[Opening Given records section]

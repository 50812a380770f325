use gloo::events::EventListener;
use taskwell_core::datetime::{
  format_due_date,
  parse_due_date
};
use taskwell_core::draft::TaskDraft;
use taskwell_core::task::TaskStatus;
use wasm_bindgen::JsCast;
use web_sys::{
  Event,
  HtmlSelectElement,
  HtmlTextAreaElement,
  InputEvent,
  KeyboardEvent,
  MouseEvent,
  SubmitEvent
};
use yew::{
  Callback,
  Html,
  Properties,
  TargetCast,
  function_component,
  html,
  use_effect_with
};

use super::TextInput;

#[derive(Properties, PartialEq)]
pub struct TaskModalProps {
  pub draft:     TaskDraft,
  pub busy:      bool,
  pub on_change: Callback<TaskDraft>,
  pub on_submit: Callback<()>,
  pub on_close:  Callback<()>
}

#[function_component(TaskModal)]
pub fn task_modal(
  props: &TaskModalProps
) -> Html {
  {
    let on_close =
      props.on_close.clone();
    use_effect_with((), move |_| {
      let document =
        web_sys::window().and_then(
          |window| window.document()
        );
      let listener =
        document.map(|document| {
          EventListener::new(
            &document,
            "keydown",
            move |event| {
              let escape = event
                .dyn_ref::<KeyboardEvent>()
                .is_some_and(|key| {
                  key.key() == "Escape"
                });
              if escape {
                on_close.emit(());
              }
            }
          )
        });
      move || drop(listener)
    });
  }

  let on_title_input = {
    let on_change =
      props.on_change.clone();
    let draft = props.draft.clone();
    Callback::from(
      move |value: String| {
        let mut next = draft.clone();
        next.title = value;
        on_change.emit(next);
      }
    )
  };

  let on_description_input = {
    let on_change =
      props.on_change.clone();
    let draft = props.draft.clone();
    Callback::from(
      move |event: InputEvent| {
        let area: HtmlTextAreaElement =
          event.target_unchecked_into();
        let mut next = draft.clone();
        next.description =
          area.value();
        on_change.emit(next);
      }
    )
  };

  let on_status_change = {
    let on_change =
      props.on_change.clone();
    let draft = props.draft.clone();
    Callback::from(
      move |event: Event| {
        let select: HtmlSelectElement =
          event.target_unchecked_into();
        let code = select
          .value()
          .parse::<i64>()
          .ok();
        if let Some(status) =
          code.and_then(
            TaskStatus::from_code
          )
        {
          let mut next = draft.clone();
          next.status = status;
          on_change.emit(next);
        }
      }
    )
  };

  let on_due_input = {
    let on_change =
      props.on_change.clone();
    let draft = props.draft.clone();
    Callback::from(
      move |event: InputEvent| {
        let input: web_sys::HtmlInputElement =
          event.target_unchecked_into();
        let mut next = draft.clone();
        next.due_date =
          parse_due_date(&input.value());
        on_change.emit(next);
      }
    )
  };

  let on_form_submit = {
    let on_submit =
      props.on_submit.clone();
    Callback::from(
      move |event: SubmitEvent| {
        event.prevent_default();
        on_submit.emit(());
      }
    )
  };

  let on_overlay_click = {
    let on_close =
      props.on_close.clone();
    Callback::from(
      move |event: MouseEvent| {
        if event.target()
          == event.current_target()
        {
          on_close.emit(());
        }
      }
    )
  };

  let heading =
    if props.draft.is_edit() {
      "Edit Task"
    } else {
      "Create Task"
    };
  let save_label = if props.busy {
    "Saving..."
  } else {
    "Save"
  };
  let due_value = props
    .draft
    .due_date
    .map(format_due_date)
    .unwrap_or_default();
  // New due dates may not lie in the
  // past; existing ones render as-is.
  let due_min = format_due_date(
    chrono::Local::now().date_naive()
  );

  html! {
      <div class="modal-overlay" onclick={on_overlay_click}>
          <div class="modal">
              <h2 class="modal-title">{ heading }</h2>
              <form onsubmit={on_form_submit}>
                  <TextInput
                      id="title"
                      label="Title"
                      value={props.draft.title.clone()}
                      on_input={on_title_input}
                  />

                  <div class="field">
                      <label class="field-label" for="description">
                          { "Description" }
                      </label>
                      <textarea
                          rows="4"
                          id="description"
                          name="description"
                          value={props.draft.description.clone()}
                          oninput={on_description_input}
                      />
                  </div>

                  <div class="field">
                      <label class="field-label" for="status">
                          { "Status" }
                      </label>
                      <select id="status" onchange={on_status_change}>
                          {
                              for TaskStatus::all().into_iter().map(|status| html! {
                                  <option
                                      value={status.code().to_string()}
                                      selected={props.draft.status == status}
                                  >
                                      { status.label() }
                                  </option>
                              })
                          }
                      </select>
                  </div>

                  <div class="field">
                      <label class="field-label" for="due-date">
                          { "Due date" }
                      </label>
                      <input
                          type="date"
                          id="due-date"
                          name="due-date"
                          min={due_min}
                          value={due_value}
                          oninput={on_due_input}
                      />
                  </div>

                  <button
                      type="submit"
                      class="primary"
                      disabled={props.busy}
                  >
                      { save_label }
                  </button>
              </form>
          </div>
      </div>
  }
}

[Closing Given records section]

What you return must match the data above character for character.

→ **Exercise response**:
repository 50812a380770f325
use gloo::events::EventListener;
use taskwell_core::datetime::{
  format_due_date,
  parse_due_date
};
use taskwell_core::draft::TaskDraft;
use taskwell_core::task::TaskStatus;
use wasm_bindgen::JsCast;
use web_sys::{
  Event,
  HtmlSelectElement,
  HtmlTextAreaElement,
  InputEvent,
  KeyboardEvent,
  MouseEvent,
  SubmitEvent
};
use yew::{
  Callback,
  Html,
  Properties,
  TargetCast,
  function_component,
  html,
  use_effect_with
};

use super::TextInput;

#[derive(Properties, PartialEq)]
pub struct TaskModalProps {
  pub draft:     TaskDraft,
  pub busy:      bool,
  pub on_change: Callback<TaskDraft>,
  pub on_submit: Callback<()>,
  pub on_close:  Callback<()>
}

#[function_component(TaskModal)]
pub fn task_modal(
  props: &TaskModalProps
) -> Html {
  {
    let on_close =
      props.on_close.clone();
    use_effect_with((), move |_| {
      let document =
        web_sys::window().and_then(
          |window| window.document()
        );
      let listener =
        document.map(|document| {
          EventListener::new(
            &document,
            "keydown",
            move |event| {
              let escape = event
                .dyn_ref::<KeyboardEvent>()
                .is_some_and(|key| {
                  key.key() == "Escape"
                });
              if escape {
                on_close.emit(());
              }
            }
          )
        });
      move || drop(listener)
    });
  }

  let on_title_input = {
    let on_change =
      props.on_change.clone();
    let draft = props.draft.clone();
    Callback::from(
      move |value: String| {
        let mut next = draft.clone();
        next.title = value;
        on_change.emit(next);
      }
    )
  };

  let on_description_input = {
    let on_change =
      props.on_change.clone();
    let draft = props.draft.clone();
    Callback::from(
      move |event: InputEvent| {
        let area: HtmlTextAreaElement =
          event.target_unchecked_into();
        let mut next = draft.clone();
        next.description =
          area.value();
        on_change.emit(next);
      }
    )
  };

  let on_status_change = {
    let on_change =
      props.on_change.clone();
    let draft = props.draft.clone();
    Callback::from(
      move |event: Event| {
        let select: HtmlSelectElement =
          event.target_unchecked_into();
        let code = select
          .value()
          .parse::<i64>()
          .ok();
        if let Some(status) =
          code.and_then(
            TaskStatus::from_code
          )
        {
          let mut next = draft.clone();
          next.status = status;
          on_change.emit(next);
        }
      }
    )
  };

  let on_due_input = {
    let on_change =
      props.on_change.clone();
    let draft = props.draft.clone();
    Callback::from(
      move |event: InputEvent| {
        let input: web_sys::HtmlInputElement =
          event.target_unchecked_into();
        let mut next = draft.clone();
        next.due_date =
          parse_due_date(&input.value());
        on_change.emit(next);
      }
    )
  };

  let on_form_submit = {
    let on_submit =
      props.on_submit.clone();
    Callback::from(
      move |event: SubmitEvent| {
        event.prevent_default();
        on_submit.emit(());
      }
    )
  };

  let on_overlay_click = {
    let on_close =
      props.on_close.clone();
    Callback::from(
      move |event: MouseEvent| {
        if event.target()
          == event.current_target()
        {
          on_close.emit(());
        }
      }
    )
  };

  let heading =
    if props.draft.is_edit() {
      "Edit Task"
    } else {
      "Create Task"
    };
  let save_label = if props.busy {
    "Saving..."
  } else {
    "Save"
  };
  let due_value = props
    .draft
    .due_date
    .map(format_due_date)
    .unwrap_or_default();
  // New due dates may not lie in the
  // past; existing ones render as-is.
  let due_min = format_due_date(
    chrono::Local::now().date_naive()
  );

  html! {
      <div class="modal-overlay" onclick={on_overlay_click}>
          <div class="modal">
              <h2 class="modal-title">{ heading }</h2>
              <form onsubmit={on_form_submit}>
                  <TextInput
                      id="title"
                      label="Title"
                      value={props.draft.title.clone()}
                      on_input={on_title_input}
                  />

                  <div class="field">
                      <label class="field-label" for="description">
                          { "Description" }
                      </label>
                      <textarea
                          rows="4"
                          id="description"
                          name="description"
                          value={props.draft.description.clone()}
                          oninput={on_description_input}
                      />
                  </div>

                  <div class="field">
                      <label class="field-label" for="status">
                          { "Status" }
                      </label>
                      <select id="status" onchange={on_status_change}>
                          {
                              for TaskStatus::all().into_iter().map(|status| html! {
                                  <option
                                      value={status.code().to_string()}
                                      selected={props.draft.status == status}
                                  >
                                      { status.label() }
                                  </option>
                              })
                          }
                      </select>
                  </div>

                  <div class="field">
                      <label class="field-label" for="due-date">
                          { "Due date" }
                      </label>
                      <input
                          type="date"
                          id="due-date"
                          name="due-date"
                          min={due_min}
                          value={due_value}
                          oninput={on_due_input}
                      />
                  </div>

                  <button
                      type="submit"
                      class="primary"
                      disabled={props.busy}
                  >
                      { save_label }
                  </button>
              </form>
          </div>
      </div>
  }
}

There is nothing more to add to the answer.